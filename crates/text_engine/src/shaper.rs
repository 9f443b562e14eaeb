//! Text measurement from real font data using rustybuzz
//!
//! rustybuzz is a pure Rust port of HarfBuzz. Shaping turns a string into
//! positioned glyphs; the rendered width of the string is the sum of the
//! glyph advances scaled from font units to the requested pixel size.

use crate::{FontState, Result, TextError, TextMeasurer};
use std::collections::HashMap;

/// Font data registered under a family name
struct LoadedFace {
    data: Vec<u8>,
    index: u32,
}

impl LoadedFace {
    fn face(&self) -> Result<rustybuzz::Face<'_>> {
        rustybuzz::Face::from_slice(&self.data, self.index)
            .ok_or_else(|| TextError::InvalidFontData("Failed to parse font".into()))
    }
}

/// Measures text by shaping it against loaded fonts
///
/// Families are resolved in the order given by the [`FontState`]; the first
/// family with loaded data is used for the whole string.
pub struct TextShaper {
    faces: HashMap<String, LoadedFace>,
}

impl TextShaper {
    /// Create a shaper with no fonts loaded
    pub fn new() -> Self {
        Self {
            faces: HashMap::new(),
        }
    }

    /// Register font data under a family name
    pub fn load_font(&mut self, family: impl Into<String>, data: Vec<u8>) -> Result<()> {
        self.load_font_index(family, data, 0)
    }

    /// Register a face from a font collection
    pub fn load_font_index(
        &mut self,
        family: impl Into<String>,
        data: Vec<u8>,
        index: u32,
    ) -> Result<()> {
        let family = family.into();
        let loaded = LoadedFace { data, index };
        let units_per_em = loaded.face()?.units_per_em();

        tracing::debug!(
            target: "text_engine::shaper",
            family = %family,
            units_per_em = units_per_em,
            "font loaded"
        );

        self.faces.insert(family, loaded);
        Ok(())
    }

    /// Check if a family has font data
    pub fn has_font(&self, family: &str) -> bool {
        self.faces.contains_key(family)
    }

    fn resolve(&self, font: &FontState) -> Result<&LoadedFace> {
        font.families
            .iter()
            .find_map(|family| self.faces.get(family))
            .ok_or_else(|| TextError::FontNotFound(font.families.join(", ")))
    }

    /// Shape `text` and return its advance width in pixels
    fn shape_width(&self, text: &str, size: f64, face: &rustybuzz::Face<'_>) -> Result<f64> {
        let units_per_em = face.units_per_em() as f64;
        if units_per_em <= 0.0 {
            return Err(TextError::InvalidFontData("units per em is zero".into()));
        }

        let mut buffer = rustybuzz::UnicodeBuffer::new();
        buffer.push_str(text);
        let output = rustybuzz::shape(face, &[], buffer);

        let total_advance: i64 = output
            .glyph_positions()
            .iter()
            .map(|pos| pos.x_advance as i64)
            .sum();

        Ok(total_advance as f64 * size / units_per_em)
    }
}

impl Default for TextShaper {
    fn default() -> Self {
        Self::new()
    }
}

impl TextMeasurer for TextShaper {
    fn measure_width(&self, text: &str, font: &FontState) -> Result<f64> {
        font.validate()?;
        if text.is_empty() {
            return Ok(0.0);
        }
        let loaded = self.resolve(font)?;
        let face = loaded.face()?;
        self.shape_width(text, font.size, &face)
    }
}
//! Error types for render model

use thiserror::Error;

#[derive(Debug, Error)]
pub enum RenderError {
    #[error("Layout failed: {0}")]
    Layout(#[from] layout_engine::LayoutError),

    #[error("Drawing surface failed: {0}")]
    SurfaceFailed(String),
}

pub type Result<T> = std::result::Result<T, RenderError>;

-- Aim of the task --
Retype the material above in full, keeping every word as it stands.

-- Answer section --
filename crates/text_engine/src/shaper.rs
repository 9f443b562e14eaeb
//! Text measurement from real font data using rustybuzz
//!
//! rustybuzz is a pure Rust port of HarfBuzz. Shaping turns a string into
//! positioned glyphs; the rendered width of the string is the sum of the
//! glyph advances scaled from font units to the requested pixel size.

use crate::{FontState, Result, TextError, TextMeasurer};
use std::collections::HashMap;

/// Font data registered under a family name
struct LoadedFace {
    data: Vec<u8>,
    index: u32,
}

impl LoadedFace {
    fn face(&self) -> Result<rustybuzz::Face<'_>> {
        rustybuzz::Face::from_slice(&self.data, self.index)
            .ok_or_else(|| TextError::InvalidFontData("Failed to parse font".into()))
    }
}

/// Measures text by shaping it against loaded fonts
///
/// Families are resolved in the order given by the [`FontState`]; the first
/// family with loaded data is used for the whole string.
pub struct TextShaper {
    faces: HashMap<String, LoadedFace>,
}

impl TextShaper {
    /// Create a shaper with no fonts loaded
    pub fn new() -> Self {
        Self {
            faces: HashMap::new(),
        }
    }

    /// Register font data under a family name
    pub fn load_font(&mut self, family: impl Into<String>, data: Vec<u8>) -> Result<()> {
        self.load_font_index(family, data, 0)
    }

    /// Register a face from a font collection
    pub fn load_font_index(
        &mut self,
        family: impl Into<String>,
        data: Vec<u8>,
        index: u32,
    ) -> Result<()> {
        let family = family.into();
        let loaded = LoadedFace { data, index };
        let units_per_em = loaded.face()?.units_per_em();

        tracing::debug!(
            target: "text_engine::shaper",
            family = %family,
            units_per_em = units_per_em,
            "font loaded"
        );

        self.faces.insert(family, loaded);
        Ok(())
    }

    /// Check if a family has font data
    pub fn has_font(&self, family: &str) -> bool {
        self.faces.contains_key(family)
    }

    fn resolve(&self, font: &FontState) -> Result<&LoadedFace> {
        font.families
            .iter()
            .find_map(|family| self.faces.get(family))
            .ok_or_else(|| TextError::FontNotFound(font.families.join(", ")))
    }

    /// Shape `text` and return its advance width in pixels
    fn shape_width(&self, text: &str, size: f64, face: &rustybuzz::Face<'_>) -> Result<f64> {
        let units_per_em = face.units_per_em() as f64;
        if units_per_em <= 0.0 {
            return Err(TextError::InvalidFontData("units per em is zero".into()));
        }

        let mut buffer = rustybuzz::UnicodeBuffer::new();
        buffer.push_str(text);
        let output = rustybuzz::shape(face, &[], buffer);

        let total_advance: i64 = output
            .glyph_positions()
            .iter()
            .map(|pos| pos.x_advance as i64)
            .sum();

        Ok(total_advance as f64 * size / units_per_em)
    }
}

impl Default for TextShaper {
    fn default() -> Self {
        Self::new()
    }
}

impl TextMeasurer for TextShaper {
    fn measure_width(&self, text: &str, font: &FontState) -> Result<f64> {
        font.validate()?;
        if text.is_empty() {
            return Ok(0.0);
        }
        let loaded = self.resolve(font)?;
        let face = loaded.face()?;
        self.shape_width(text, font.size, &face)
    }
}
//! Error types for render model

use thiserror::Error;

#[derive(Debug, Error)]
pub enum RenderError {
    #[error("Layout failed: {0}")]
    Layout(#[from] layout_engine::LayoutError),

    #[error("Drawing surface failed: {0}")]
    SurfaceFailed(String),
}

pub type Result<T> = std::result::Result<T, RenderError>;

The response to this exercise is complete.